Eternal You (review) – How far would you go to speak to a deceased loved one again?


Important questions are raised around not just the ethics but the ownership of feeding your deep, intimate conversations and interactions with a loved one to a company like Project December – who owns this ‘data’ when you’re dead? How can you be sure your loved one isn’t being exploited to build the model for hundreds of others, too? “Eternal You” is now showing in select cinemas nationwide.

Rating: 3 out of 5.

How far would you go to speak to a deceased loved one again? That is the question that multiple interviewees in Eternal You grapple with as directors Hans Block and Moritz Riesewieck plant us deep within their long, winding explorations of grief. Their conversations are possible thanks to Project December, a machine learning company set up by slightly eerie founder Jason Rohrer, who explains that the conversations are possible through the AI being fed mountains of media across lifetimes, with a surprisingly small amount of actual individualised ‘data’ from the deceased loved one to enact the virtual link.

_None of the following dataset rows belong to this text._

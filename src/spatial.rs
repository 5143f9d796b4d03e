//! Spatial layer and UI boundary collaborator contracts.

use serde::{Deserialize, Serialize};

use crate::predicate::Predicate;
use crate::types::{FragmentId, IncidKey, ParentId, Result};

/// One feature reported by the spatial layer. Depending on query
/// granularity the parent and fragment columns may be unpopulated.
#[derive(Clone, Debug, PartialEq, Eq, Serialize, Deserialize)]
pub struct SpatialFeature {
    /// Key of the incid the feature belongs to.
    pub incid: IncidKey,
    /// Shared-origin grouping, when reported.
    pub parent: Option<ParentId>,
    /// Individual piece, when reported.
    pub fragment: Option<FragmentId>,
}

/// The feature set currently highlighted in the external viewer.
///
/// Rebuilt whole on every reconciliation pass, never patched in place.
#[derive(Clone, Debug, Default, PartialEq, Eq, Serialize, Deserialize)]
pub struct SpatialSelection {
    /// Reported features, in the layer's own order.
    pub features: Vec<SpatialFeature>,
}

impl SpatialSelection {
    /// A selection over the given features.
    pub fn new(features: Vec<SpatialFeature>) -> Self {
        Self { features }
    }

    /// Whether the layer reported nothing.
    pub fn is_empty(&self) -> bool {
        self.features.is_empty()
    }
}

/// Drives and queries the external spatial viewer's highlighted set.
pub trait SpatialLayer: Send + Sync + 'static {
    /// Replaces the viewer's selection with the features matching the
    /// predicate, returning what is now selected.
    fn select_by_predicate(&self, predicate: &Predicate) -> Result<SpatialSelection>;

    /// Replaces the viewer's selection by joining against the scratch side
    /// table last written through the relational store.
    fn select_by_join(&self) -> Result<SpatialSelection>;

    /// Clears the viewer's selection.
    fn clear_selection(&self) -> Result<()>;

    /// Zooms the viewer to the given selection, never closer than
    /// `min_zoom`.
    fn zoom_to(&self, selection: &SpatialSelection, min_zoom: f64) -> Result<()>;

    /// Longest serialized predicate the viewer's backend accepts.
    fn max_predicate_length(&self) -> usize;
}

/// Tri-state answer to a discard-edits prompt.
#[derive(Copy, Clone, Debug, PartialEq, Eq)]
pub enum Decision {
    /// Keep the edits and continue.
    Proceed,
    /// Throw the edits away, then continue.
    Abandon,
    /// Abort the requested operation entirely.
    Cancel,
}

/// The UI layer as seen from the core: confirmation prompts and warnings.
/// The core calls it once per question and acts on the typed result; no UI
/// flow logic lives below this trait.
pub trait UiBoundary: Send + Sync + 'static {
    /// Asks whether a large/expensive selection should be sent to the
    /// spatial layer.
    fn confirm_large_selection(&self, estimated_count: u64) -> bool;

    /// Asks what to do with unsaved edits before navigating away.
    fn confirm_discard_edits(&self) -> Decision;

    /// Surfaces a non-fatal warning to the operator.
    fn report_warning(&self, message: &str);
}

It’s clear that Block and Riesewieck consider it essential to get a helicopter view of this industry, as several grievers are interspersed with AI founders, ethicists, MIT experts and more. Eternal You is at its best, and most heart-breaking, when it simply focuses on the emotionally complicated and psychologically knotty implications of these people ‘talking’ to their loved ones once more – watching one interviewee mention to the virtual inhabitation of his deceased high-school sweetheart that a past relationship broke down because of the feeling of ‘her shadow’ hanging over them is a real knife twist.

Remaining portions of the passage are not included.